Department of Brain and Behavioural Sciences, University of Pavia, Pavia, Italy.
J Neurol. 2021 Mar;268(3):1119-1126. doi: 10.1007/s00415-020-10183-0. Epub 2020 Sep 10.
The ataxias are a group of disorders that manifest with balance, movement, speech and visual problems. They can arise due to dysfunction of the cerebellum, the vestibular system and/or the sensory neurons. Genetic defects are a common cause of chronic ataxia, particularly common are repeat expansions in this group of conditions. Co-occurrence of cerebellar ataxia with neuropathy and vestibular areflexia syndrome has been termed CANVAS. Although CANVAS is a rare syndrome, on discovery of biallelic expansions in the second intron of replication factor C subunit 1 (RFC1) gene, we and others have found the phenotype is broad and RFC1 expansions are a common cause of late-onset progressive ataxia.We aim to provide a review and update on recent developments in CANVAS and populations, where the disorder has been reported. We have also optimised a protocol for RFC1 expansion screening which is described herein and expanded phenotype after analysing late-onset ataxia patients from around the world.

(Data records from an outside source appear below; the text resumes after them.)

use std::cmp::Reverse;

use chrono::{NaiveDateTime, NaiveTime};

use super::types::TimelineEntry;

/// Parse a user-entered time-of-day string, "HH:MM" or "HH:MM:SS".
/// Anything else reads as absent: a malformed time loses intra-day
/// ordering, never the whole feed.
pub(super) fn parse_time_of_day(raw: &str) -> Option<NaiveTime> {
    NaiveTime::parse_from_str(raw, "%H:%M:%S")
        .or_else(|_| NaiveTime::parse_from_str(raw, "%H:%M"))
        .ok()
}

/// Composite sort key: the anchor date at midnight, advanced by the
/// time-of-day when one parses.
pub(super) fn sort_timestamp(entry: &TimelineEntry) -> NaiveDateTime {
    let time = entry
        .time
        .as_deref()
        .and_then(parse_time_of_day)
        .unwrap_or(NaiveTime::MIN);
    entry.date.and_time(time)
}

/// Newest first. The sort is stable, so entries with identical
/// timestamps keep their merge order.
pub(super) fn sort_newest_first(entries: &mut [TimelineEntry]) {
    entries.sort_by_key(|entry| Reverse(sort_timestamp(entry)));
}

共济失调是一组以平衡、运动、言语和视觉问题为表现的疾病。它们可能由于小脑、前庭系统和/或感觉神经元的功能障碍而发生。遗传缺陷是慢性共济失调的常见原因,在这一组疾病中,重复扩展尤为常见。小脑共济失调伴多发性神经病和前庭反射消失综合征的同时发生被称为 CANVAS。虽然 CANVAS 是一种罕见的综合征,但在发现复制因子 C 亚基 1(RFC1)基因第二内含子中的双等位基因扩展后,我们和其他人发现表型广泛,RFC1 扩展是迟发性进行性共济失调的常见原因。我们旨在提供关于 CANVAS 和已报道该疾病人群的最新研究进展综述。我们还优化了 RFC1 扩展筛查方案,并在对来自世界各地的迟发性共济失调患者进行分析后扩展了表型。